(Saved data entries)

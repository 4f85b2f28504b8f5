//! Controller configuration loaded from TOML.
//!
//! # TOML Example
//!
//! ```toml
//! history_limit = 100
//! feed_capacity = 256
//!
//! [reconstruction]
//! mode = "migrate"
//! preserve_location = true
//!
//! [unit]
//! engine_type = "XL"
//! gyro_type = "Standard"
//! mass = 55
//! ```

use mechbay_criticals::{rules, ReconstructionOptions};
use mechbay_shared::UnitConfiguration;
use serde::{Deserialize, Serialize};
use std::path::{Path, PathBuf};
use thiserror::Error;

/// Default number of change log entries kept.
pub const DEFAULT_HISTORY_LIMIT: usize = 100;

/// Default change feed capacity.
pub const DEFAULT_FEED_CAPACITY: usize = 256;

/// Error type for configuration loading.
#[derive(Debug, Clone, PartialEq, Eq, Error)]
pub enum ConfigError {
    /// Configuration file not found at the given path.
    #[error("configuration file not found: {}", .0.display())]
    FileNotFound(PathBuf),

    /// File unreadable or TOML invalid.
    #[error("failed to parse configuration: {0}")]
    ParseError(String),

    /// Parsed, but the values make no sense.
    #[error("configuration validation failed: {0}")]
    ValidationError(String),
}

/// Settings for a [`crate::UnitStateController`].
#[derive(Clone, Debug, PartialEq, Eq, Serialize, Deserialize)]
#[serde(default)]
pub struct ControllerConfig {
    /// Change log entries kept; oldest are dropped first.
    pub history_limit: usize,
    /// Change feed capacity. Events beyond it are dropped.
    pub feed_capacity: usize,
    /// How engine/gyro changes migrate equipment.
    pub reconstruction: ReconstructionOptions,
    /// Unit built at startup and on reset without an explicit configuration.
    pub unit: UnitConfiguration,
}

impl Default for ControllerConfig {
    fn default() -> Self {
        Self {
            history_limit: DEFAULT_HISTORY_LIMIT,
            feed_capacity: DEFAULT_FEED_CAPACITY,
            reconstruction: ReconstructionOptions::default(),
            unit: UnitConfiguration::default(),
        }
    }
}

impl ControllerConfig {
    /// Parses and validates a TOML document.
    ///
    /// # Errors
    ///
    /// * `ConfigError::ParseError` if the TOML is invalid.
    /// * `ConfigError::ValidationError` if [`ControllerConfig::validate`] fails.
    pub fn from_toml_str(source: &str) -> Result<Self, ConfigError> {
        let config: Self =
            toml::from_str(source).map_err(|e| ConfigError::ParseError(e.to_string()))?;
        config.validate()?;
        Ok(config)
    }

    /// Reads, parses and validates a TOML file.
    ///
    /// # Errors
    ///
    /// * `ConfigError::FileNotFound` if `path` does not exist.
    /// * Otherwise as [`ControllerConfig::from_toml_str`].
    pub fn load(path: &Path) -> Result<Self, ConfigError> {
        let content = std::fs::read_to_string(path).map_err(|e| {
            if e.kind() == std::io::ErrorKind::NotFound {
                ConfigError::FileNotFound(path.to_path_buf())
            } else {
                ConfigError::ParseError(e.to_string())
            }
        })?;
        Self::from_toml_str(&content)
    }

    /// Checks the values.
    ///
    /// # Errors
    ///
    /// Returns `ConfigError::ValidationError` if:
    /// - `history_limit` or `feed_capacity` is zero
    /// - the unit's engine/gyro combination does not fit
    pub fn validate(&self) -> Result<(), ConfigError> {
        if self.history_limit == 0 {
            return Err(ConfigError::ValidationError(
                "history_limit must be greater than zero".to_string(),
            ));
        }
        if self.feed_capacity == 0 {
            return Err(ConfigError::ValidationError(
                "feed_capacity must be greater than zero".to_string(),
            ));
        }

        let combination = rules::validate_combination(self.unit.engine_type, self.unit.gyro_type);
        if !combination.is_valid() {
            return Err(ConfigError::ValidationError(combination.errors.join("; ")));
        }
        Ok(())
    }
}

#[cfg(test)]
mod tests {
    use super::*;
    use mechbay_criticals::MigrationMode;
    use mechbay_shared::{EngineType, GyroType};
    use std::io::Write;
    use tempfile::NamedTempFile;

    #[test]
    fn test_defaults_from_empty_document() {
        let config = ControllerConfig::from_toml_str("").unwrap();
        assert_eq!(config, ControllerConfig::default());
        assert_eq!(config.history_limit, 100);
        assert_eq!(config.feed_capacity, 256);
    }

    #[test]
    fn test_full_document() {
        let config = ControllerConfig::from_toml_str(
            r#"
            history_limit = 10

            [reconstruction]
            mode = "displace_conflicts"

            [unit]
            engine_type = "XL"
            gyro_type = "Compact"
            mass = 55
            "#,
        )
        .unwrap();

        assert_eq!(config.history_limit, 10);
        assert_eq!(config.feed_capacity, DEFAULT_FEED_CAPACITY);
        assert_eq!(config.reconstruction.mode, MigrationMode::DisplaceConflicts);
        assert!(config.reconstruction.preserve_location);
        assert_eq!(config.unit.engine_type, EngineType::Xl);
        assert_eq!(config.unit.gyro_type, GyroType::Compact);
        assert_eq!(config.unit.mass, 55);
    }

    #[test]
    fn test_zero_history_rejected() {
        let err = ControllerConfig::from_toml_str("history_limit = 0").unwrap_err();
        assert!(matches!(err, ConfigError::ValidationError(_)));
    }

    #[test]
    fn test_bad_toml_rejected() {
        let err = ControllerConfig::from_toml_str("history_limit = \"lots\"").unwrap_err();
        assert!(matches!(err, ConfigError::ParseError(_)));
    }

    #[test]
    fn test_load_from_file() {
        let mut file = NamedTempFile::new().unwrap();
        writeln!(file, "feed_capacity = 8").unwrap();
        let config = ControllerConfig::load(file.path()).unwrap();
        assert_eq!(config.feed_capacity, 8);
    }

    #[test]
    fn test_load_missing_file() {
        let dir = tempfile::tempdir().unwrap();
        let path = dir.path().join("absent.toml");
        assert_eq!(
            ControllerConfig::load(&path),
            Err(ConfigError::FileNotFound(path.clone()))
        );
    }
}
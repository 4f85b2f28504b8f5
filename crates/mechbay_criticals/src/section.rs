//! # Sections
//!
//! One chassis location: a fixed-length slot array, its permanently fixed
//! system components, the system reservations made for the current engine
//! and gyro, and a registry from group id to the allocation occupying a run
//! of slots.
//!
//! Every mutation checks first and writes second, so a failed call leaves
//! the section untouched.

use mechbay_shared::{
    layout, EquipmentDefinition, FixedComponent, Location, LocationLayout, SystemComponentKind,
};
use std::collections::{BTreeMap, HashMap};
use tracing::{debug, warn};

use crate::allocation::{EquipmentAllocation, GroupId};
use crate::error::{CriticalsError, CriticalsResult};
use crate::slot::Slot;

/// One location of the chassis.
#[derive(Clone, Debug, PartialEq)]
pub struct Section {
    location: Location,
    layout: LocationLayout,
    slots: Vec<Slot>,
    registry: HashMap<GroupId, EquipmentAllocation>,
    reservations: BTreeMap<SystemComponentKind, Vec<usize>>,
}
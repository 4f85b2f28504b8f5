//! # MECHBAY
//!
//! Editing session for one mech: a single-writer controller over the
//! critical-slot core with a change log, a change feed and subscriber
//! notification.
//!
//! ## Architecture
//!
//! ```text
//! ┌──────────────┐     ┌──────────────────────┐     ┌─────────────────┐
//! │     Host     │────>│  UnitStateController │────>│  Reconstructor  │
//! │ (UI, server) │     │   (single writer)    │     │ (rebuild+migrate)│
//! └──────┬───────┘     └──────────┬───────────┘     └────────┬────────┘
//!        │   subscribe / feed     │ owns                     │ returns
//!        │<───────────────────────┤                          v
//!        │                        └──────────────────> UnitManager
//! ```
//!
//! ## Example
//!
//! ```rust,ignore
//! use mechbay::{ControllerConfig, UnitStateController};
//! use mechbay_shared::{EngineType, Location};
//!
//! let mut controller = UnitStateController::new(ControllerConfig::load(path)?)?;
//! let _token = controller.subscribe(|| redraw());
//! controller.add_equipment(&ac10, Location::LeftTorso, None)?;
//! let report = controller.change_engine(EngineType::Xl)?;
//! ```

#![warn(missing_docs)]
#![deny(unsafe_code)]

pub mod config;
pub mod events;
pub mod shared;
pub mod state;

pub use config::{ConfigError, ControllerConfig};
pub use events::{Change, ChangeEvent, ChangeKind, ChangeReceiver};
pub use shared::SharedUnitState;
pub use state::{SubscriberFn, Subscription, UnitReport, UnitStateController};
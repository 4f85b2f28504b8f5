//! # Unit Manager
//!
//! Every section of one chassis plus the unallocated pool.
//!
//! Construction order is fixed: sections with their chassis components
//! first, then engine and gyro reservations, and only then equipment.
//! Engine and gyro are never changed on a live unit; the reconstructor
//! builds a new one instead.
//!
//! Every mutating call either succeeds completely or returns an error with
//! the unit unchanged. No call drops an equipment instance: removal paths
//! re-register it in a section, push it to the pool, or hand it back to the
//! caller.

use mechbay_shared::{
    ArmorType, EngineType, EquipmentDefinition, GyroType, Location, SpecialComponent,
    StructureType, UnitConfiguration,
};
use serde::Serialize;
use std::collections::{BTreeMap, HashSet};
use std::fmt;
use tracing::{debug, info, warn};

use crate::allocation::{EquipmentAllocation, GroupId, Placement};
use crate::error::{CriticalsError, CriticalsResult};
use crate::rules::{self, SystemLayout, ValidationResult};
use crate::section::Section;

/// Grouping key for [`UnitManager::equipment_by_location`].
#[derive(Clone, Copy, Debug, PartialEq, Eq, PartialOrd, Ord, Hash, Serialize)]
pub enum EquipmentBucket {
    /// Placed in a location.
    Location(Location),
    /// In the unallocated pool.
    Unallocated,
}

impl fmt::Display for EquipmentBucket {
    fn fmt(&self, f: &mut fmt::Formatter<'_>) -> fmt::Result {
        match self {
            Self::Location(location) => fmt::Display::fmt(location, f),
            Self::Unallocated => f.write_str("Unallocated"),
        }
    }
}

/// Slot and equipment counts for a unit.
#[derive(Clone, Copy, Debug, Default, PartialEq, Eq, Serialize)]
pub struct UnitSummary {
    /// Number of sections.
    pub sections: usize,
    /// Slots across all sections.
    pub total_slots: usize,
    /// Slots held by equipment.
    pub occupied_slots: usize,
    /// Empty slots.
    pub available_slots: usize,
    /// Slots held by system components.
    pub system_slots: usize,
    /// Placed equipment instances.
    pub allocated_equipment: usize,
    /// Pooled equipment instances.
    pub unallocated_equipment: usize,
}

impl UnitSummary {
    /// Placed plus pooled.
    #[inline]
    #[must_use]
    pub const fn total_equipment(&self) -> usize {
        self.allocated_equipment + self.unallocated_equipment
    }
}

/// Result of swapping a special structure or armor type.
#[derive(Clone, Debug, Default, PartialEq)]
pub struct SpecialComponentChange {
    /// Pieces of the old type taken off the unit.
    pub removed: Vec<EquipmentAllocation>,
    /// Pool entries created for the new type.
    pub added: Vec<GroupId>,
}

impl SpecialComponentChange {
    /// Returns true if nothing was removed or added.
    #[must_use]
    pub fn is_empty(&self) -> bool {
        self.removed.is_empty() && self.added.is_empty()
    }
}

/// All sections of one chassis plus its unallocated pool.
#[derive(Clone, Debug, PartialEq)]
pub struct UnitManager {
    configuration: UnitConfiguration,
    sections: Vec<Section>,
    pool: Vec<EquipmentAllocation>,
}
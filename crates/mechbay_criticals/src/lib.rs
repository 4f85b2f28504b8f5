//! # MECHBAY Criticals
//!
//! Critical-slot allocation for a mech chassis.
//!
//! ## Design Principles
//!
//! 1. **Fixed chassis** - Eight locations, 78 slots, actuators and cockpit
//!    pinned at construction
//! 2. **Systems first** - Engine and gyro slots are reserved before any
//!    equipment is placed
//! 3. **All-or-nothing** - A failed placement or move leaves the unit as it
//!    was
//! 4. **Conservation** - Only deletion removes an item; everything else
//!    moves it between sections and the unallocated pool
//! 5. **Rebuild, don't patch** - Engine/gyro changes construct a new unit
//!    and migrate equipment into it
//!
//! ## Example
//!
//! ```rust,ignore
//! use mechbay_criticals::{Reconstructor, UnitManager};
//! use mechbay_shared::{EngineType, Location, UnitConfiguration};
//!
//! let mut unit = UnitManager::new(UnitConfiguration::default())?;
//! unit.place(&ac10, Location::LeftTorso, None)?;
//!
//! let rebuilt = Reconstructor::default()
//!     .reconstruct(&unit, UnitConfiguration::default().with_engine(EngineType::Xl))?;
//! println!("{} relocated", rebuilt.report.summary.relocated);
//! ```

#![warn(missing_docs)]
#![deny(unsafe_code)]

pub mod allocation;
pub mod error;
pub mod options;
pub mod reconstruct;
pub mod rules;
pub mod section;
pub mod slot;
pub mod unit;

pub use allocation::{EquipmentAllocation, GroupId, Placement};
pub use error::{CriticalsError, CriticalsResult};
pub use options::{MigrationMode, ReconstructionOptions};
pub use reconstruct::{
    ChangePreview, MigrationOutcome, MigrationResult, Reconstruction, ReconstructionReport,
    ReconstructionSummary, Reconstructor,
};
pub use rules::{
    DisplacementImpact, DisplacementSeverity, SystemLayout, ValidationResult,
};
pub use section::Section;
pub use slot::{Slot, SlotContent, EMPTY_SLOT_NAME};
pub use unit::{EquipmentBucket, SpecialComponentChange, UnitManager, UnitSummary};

● TASK GOAL: Pick out the lines above that hold the string "Compact" and show them.

● WORKED SOLUTION:
            gyro_type = "Compact"
        assert_eq!(config.unit.gyro_type, GyroType::Compact);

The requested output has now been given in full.